Collected data
══════════════════════════════

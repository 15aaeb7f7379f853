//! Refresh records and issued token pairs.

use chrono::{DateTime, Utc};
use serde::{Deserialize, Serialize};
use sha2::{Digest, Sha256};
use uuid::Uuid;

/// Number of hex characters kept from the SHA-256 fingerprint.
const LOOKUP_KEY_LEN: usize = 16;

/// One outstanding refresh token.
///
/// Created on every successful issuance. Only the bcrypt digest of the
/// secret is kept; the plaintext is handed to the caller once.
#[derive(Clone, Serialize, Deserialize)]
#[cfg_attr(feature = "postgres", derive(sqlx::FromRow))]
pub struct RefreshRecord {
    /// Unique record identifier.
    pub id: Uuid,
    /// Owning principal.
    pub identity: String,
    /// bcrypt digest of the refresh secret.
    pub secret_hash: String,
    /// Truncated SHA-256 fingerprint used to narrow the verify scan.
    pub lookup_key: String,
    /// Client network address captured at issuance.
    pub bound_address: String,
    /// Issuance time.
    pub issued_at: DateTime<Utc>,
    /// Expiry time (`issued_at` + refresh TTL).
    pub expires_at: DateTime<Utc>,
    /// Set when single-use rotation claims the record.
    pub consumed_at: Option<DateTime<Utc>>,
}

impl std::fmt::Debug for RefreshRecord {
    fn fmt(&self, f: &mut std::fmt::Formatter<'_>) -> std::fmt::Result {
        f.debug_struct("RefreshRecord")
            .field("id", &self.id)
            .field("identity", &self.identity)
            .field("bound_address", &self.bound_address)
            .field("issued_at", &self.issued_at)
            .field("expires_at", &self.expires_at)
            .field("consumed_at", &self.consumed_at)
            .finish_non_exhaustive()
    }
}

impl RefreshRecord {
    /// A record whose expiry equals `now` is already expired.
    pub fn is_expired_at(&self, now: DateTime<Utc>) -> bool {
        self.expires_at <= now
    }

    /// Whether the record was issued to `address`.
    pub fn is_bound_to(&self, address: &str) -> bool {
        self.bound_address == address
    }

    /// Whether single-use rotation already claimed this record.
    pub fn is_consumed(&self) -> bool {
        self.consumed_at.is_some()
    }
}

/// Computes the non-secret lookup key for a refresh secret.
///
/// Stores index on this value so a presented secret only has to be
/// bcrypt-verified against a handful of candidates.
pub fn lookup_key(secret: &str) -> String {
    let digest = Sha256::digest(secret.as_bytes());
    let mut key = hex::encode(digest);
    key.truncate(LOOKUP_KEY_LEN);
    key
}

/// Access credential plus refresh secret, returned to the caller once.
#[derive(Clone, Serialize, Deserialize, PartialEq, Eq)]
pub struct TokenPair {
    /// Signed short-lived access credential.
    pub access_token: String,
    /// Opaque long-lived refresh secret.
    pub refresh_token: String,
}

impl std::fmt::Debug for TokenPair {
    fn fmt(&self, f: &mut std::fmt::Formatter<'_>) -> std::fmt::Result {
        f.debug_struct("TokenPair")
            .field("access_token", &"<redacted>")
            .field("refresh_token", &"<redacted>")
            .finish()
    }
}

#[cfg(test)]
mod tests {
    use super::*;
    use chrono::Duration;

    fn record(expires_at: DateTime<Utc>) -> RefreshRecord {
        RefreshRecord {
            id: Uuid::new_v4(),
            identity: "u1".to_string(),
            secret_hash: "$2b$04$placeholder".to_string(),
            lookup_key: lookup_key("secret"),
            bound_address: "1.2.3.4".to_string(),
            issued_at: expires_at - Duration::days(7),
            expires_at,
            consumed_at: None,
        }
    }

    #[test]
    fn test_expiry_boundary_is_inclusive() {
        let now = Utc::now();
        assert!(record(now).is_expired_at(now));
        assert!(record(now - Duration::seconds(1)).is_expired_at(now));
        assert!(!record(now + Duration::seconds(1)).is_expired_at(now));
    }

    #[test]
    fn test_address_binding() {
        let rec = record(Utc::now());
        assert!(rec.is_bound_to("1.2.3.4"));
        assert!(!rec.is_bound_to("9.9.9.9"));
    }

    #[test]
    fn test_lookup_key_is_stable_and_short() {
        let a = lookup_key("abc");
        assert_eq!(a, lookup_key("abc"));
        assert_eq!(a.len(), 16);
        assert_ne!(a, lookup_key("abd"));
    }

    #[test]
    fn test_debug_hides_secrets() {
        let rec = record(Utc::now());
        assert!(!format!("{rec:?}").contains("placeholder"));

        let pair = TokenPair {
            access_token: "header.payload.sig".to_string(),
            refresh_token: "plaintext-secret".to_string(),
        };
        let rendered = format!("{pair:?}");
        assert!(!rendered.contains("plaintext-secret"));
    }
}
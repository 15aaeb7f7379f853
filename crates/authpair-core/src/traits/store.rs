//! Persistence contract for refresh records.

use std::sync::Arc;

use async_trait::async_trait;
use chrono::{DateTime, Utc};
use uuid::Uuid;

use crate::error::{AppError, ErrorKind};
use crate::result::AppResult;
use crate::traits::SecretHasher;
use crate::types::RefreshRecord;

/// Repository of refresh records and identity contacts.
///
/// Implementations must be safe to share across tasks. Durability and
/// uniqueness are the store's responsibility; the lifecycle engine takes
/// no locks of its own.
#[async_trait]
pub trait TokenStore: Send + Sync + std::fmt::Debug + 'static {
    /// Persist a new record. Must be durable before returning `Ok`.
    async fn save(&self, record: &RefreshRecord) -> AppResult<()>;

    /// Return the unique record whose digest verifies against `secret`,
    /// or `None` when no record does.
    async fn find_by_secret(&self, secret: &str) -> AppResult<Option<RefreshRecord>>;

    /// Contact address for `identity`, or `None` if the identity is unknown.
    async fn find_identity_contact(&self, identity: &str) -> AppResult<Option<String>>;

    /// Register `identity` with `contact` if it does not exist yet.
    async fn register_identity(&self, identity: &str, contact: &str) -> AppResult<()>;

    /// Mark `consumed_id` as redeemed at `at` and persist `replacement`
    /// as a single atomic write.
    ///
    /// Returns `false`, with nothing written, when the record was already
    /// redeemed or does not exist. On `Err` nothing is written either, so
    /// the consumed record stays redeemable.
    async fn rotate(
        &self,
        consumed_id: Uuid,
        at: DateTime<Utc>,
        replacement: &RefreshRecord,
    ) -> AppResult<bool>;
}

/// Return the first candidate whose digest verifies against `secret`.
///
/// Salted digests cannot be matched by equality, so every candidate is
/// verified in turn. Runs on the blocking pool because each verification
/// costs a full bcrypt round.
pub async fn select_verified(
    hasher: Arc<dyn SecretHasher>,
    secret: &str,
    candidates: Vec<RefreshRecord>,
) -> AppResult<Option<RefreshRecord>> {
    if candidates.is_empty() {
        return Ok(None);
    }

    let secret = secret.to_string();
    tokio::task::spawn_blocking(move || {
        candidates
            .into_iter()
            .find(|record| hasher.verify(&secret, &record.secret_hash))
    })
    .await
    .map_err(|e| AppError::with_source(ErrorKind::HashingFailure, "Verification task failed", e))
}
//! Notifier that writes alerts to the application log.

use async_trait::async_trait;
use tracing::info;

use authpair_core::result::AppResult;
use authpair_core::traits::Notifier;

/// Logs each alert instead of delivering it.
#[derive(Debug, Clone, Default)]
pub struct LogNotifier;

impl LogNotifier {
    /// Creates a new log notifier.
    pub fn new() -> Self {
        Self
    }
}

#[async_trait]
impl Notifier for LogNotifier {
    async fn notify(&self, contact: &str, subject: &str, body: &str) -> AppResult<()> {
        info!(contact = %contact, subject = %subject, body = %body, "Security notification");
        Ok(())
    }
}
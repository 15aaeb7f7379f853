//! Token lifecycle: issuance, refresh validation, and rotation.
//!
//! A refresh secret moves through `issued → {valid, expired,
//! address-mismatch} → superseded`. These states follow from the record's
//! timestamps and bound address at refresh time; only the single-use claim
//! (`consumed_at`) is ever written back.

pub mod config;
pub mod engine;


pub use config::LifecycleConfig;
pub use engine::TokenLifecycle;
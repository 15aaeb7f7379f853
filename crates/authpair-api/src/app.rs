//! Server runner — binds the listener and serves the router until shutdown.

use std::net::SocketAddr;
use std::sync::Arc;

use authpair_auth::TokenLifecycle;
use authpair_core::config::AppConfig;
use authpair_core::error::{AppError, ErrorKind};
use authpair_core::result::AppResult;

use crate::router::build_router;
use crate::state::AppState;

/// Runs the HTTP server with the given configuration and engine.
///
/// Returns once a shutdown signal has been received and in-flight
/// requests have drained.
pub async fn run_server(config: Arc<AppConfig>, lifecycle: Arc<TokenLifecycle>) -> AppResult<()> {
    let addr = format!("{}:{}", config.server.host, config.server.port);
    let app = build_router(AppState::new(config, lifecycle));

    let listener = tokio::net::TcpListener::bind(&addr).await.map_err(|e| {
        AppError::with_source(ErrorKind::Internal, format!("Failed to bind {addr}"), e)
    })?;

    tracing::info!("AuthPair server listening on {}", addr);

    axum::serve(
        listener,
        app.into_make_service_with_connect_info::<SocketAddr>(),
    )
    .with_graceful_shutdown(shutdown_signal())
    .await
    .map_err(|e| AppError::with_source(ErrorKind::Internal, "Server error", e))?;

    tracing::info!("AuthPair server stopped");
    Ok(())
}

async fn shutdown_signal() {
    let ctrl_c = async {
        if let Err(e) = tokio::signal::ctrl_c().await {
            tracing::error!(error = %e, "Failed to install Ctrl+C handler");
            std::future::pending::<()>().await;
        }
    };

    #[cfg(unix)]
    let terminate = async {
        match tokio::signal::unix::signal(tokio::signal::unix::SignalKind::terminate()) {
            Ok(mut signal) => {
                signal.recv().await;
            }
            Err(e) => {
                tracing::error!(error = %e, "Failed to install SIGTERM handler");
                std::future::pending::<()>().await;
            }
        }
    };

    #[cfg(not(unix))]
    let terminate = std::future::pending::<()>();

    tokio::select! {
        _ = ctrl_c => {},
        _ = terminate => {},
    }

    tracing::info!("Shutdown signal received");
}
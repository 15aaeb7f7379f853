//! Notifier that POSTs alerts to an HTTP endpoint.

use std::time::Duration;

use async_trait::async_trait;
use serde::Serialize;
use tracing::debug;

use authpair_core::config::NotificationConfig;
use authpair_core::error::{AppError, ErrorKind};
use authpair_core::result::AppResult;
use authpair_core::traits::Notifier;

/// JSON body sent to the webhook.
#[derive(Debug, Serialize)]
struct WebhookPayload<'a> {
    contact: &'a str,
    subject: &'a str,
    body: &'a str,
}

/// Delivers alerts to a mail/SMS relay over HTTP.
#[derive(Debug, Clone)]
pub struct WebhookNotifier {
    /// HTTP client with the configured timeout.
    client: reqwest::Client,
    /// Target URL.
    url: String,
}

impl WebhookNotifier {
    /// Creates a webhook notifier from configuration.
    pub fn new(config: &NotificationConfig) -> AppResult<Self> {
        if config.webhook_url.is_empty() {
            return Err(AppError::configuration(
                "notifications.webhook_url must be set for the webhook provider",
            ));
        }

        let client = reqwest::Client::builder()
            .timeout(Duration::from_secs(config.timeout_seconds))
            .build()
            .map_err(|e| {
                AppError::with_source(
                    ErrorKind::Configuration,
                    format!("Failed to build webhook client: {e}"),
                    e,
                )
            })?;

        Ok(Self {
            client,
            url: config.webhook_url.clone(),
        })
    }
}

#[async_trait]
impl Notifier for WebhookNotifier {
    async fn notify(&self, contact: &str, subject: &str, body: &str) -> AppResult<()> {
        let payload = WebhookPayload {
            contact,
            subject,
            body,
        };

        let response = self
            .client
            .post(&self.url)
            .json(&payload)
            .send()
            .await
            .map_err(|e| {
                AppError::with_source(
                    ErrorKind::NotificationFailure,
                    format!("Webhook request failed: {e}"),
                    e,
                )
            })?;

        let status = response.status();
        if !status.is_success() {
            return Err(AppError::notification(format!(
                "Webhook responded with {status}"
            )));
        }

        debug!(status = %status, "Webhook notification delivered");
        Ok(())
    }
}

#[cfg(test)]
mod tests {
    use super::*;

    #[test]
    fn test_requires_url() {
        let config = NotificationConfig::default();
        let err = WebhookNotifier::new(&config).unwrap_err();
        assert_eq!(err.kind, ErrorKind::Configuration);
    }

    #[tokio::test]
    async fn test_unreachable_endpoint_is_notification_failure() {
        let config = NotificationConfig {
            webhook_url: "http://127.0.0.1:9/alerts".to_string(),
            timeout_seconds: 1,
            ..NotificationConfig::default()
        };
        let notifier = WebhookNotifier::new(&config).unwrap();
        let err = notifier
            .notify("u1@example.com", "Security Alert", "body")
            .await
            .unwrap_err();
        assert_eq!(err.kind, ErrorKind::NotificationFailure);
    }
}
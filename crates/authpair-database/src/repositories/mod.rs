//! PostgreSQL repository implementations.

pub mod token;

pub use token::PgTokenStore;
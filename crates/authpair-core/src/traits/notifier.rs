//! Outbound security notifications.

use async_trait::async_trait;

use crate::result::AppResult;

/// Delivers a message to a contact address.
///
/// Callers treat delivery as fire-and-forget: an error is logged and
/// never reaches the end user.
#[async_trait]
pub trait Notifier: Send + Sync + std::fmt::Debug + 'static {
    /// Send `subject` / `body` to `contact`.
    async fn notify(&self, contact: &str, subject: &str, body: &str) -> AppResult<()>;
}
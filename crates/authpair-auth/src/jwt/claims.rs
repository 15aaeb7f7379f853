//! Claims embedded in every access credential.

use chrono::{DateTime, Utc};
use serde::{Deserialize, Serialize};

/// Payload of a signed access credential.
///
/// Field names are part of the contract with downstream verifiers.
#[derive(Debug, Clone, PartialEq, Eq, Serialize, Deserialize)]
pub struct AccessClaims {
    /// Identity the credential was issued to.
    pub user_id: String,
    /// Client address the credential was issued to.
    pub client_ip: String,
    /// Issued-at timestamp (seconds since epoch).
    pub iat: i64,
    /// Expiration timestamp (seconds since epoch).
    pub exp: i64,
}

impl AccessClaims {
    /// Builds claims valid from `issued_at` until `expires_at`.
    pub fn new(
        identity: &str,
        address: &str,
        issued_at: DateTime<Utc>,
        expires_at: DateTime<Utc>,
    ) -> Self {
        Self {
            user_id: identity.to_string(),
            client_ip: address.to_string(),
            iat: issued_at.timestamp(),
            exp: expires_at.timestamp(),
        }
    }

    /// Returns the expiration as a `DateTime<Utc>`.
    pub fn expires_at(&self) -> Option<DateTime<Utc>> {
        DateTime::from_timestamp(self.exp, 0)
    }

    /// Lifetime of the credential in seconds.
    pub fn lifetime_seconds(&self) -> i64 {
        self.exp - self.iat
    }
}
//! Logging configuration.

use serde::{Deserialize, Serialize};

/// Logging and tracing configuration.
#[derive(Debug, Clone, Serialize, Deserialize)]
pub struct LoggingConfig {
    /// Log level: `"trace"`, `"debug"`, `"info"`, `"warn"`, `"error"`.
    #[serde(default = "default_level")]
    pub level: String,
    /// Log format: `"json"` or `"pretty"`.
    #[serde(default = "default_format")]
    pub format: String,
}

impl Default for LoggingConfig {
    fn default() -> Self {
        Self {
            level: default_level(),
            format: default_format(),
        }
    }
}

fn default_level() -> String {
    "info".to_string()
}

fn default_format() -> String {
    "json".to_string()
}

══════════════════════════════

EXERCISE DIRECTIONS: Apply a filter for "status" to the data above, then copy each line that matches.

ANSWER TO THIS TASK:
        let status = response.status();
        if !status.is_success() {
                "Webhook responded with {status}"
        debug!(status = %status, "Webhook notification delivered");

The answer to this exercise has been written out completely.